▶ **DATA TO EXAMINE**:

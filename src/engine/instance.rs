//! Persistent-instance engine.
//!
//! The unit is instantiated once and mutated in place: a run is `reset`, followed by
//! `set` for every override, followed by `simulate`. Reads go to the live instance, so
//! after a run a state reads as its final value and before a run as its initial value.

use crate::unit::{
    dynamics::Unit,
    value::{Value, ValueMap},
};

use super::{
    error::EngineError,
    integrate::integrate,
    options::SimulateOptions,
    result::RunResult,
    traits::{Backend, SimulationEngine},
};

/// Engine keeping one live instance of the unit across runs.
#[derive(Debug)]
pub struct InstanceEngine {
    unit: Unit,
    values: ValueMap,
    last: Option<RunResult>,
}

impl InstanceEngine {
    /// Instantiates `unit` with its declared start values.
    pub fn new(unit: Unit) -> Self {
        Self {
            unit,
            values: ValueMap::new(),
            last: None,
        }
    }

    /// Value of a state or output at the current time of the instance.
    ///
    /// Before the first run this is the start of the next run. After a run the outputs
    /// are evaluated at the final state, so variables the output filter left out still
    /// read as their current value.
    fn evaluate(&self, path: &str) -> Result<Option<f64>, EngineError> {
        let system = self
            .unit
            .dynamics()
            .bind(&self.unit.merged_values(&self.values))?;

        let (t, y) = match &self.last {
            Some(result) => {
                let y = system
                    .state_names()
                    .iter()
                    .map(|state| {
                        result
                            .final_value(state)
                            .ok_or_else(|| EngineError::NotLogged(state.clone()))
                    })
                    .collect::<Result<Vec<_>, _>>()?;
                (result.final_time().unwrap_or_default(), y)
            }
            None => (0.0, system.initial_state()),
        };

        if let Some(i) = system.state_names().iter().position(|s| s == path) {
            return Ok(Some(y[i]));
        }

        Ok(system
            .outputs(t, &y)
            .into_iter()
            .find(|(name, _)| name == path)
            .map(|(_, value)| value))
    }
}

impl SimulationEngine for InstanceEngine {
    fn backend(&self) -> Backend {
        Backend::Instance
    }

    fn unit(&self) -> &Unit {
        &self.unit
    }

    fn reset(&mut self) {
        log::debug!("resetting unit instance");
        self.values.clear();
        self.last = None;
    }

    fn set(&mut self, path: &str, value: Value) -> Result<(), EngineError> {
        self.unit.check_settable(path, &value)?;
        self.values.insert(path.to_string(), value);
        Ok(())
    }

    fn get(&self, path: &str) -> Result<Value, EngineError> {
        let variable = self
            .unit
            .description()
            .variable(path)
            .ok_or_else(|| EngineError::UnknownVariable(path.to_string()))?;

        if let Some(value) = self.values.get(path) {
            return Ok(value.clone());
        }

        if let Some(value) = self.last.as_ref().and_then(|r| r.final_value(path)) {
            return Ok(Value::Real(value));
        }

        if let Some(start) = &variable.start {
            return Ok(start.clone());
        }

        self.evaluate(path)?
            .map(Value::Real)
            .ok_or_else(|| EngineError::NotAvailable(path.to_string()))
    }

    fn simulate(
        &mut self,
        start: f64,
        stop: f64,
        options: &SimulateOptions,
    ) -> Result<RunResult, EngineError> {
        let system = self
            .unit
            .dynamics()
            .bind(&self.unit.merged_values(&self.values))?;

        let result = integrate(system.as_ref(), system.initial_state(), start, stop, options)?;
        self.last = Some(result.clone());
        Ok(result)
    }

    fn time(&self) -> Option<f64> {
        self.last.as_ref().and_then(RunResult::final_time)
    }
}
* * *
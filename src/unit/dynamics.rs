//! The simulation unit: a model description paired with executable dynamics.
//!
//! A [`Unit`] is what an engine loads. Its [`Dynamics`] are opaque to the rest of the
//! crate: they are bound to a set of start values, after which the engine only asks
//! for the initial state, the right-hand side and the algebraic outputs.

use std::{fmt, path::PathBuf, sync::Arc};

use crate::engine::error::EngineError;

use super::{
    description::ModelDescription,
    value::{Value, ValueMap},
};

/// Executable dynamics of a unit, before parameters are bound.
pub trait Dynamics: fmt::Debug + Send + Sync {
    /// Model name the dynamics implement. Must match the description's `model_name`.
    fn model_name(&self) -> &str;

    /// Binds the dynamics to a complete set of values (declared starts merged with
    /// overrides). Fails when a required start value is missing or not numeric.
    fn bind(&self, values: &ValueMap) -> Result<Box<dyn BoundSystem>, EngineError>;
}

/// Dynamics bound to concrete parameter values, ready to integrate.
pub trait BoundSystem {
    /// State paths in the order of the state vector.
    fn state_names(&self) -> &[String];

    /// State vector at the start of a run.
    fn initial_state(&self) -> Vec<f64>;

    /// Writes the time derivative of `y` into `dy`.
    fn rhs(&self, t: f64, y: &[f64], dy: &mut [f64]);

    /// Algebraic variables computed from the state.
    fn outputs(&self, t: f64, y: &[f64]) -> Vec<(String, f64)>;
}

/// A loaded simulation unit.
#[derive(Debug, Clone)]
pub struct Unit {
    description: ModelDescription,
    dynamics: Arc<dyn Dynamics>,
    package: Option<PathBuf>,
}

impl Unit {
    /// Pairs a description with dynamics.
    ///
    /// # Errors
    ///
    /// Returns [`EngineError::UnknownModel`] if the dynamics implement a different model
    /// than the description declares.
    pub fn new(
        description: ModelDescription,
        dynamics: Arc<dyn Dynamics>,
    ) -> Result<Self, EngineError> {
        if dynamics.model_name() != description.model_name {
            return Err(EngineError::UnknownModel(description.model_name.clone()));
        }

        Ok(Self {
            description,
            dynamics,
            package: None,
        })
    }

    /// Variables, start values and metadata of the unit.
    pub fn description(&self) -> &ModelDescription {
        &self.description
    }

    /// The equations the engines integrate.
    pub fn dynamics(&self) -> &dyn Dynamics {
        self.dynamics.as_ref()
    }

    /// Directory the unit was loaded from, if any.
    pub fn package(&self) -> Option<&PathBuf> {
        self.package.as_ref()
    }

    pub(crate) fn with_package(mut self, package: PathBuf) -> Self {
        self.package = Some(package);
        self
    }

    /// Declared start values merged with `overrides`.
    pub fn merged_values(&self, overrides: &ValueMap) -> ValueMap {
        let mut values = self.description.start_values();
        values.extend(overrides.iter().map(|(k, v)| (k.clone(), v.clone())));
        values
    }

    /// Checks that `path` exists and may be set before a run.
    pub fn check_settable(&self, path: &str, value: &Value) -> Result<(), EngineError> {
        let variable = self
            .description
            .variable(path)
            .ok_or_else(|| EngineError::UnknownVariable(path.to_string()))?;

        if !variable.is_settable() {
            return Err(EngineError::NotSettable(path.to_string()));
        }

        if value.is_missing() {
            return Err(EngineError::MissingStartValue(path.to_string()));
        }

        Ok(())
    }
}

▶ **DIRECTIONS FOR THIS TASK**:
Select and copy every line from the records that includes the word "vector".

▶ **FINISHED TASK**:
    /// State paths in the order of the state vector.
    /// State vector at the start of a run.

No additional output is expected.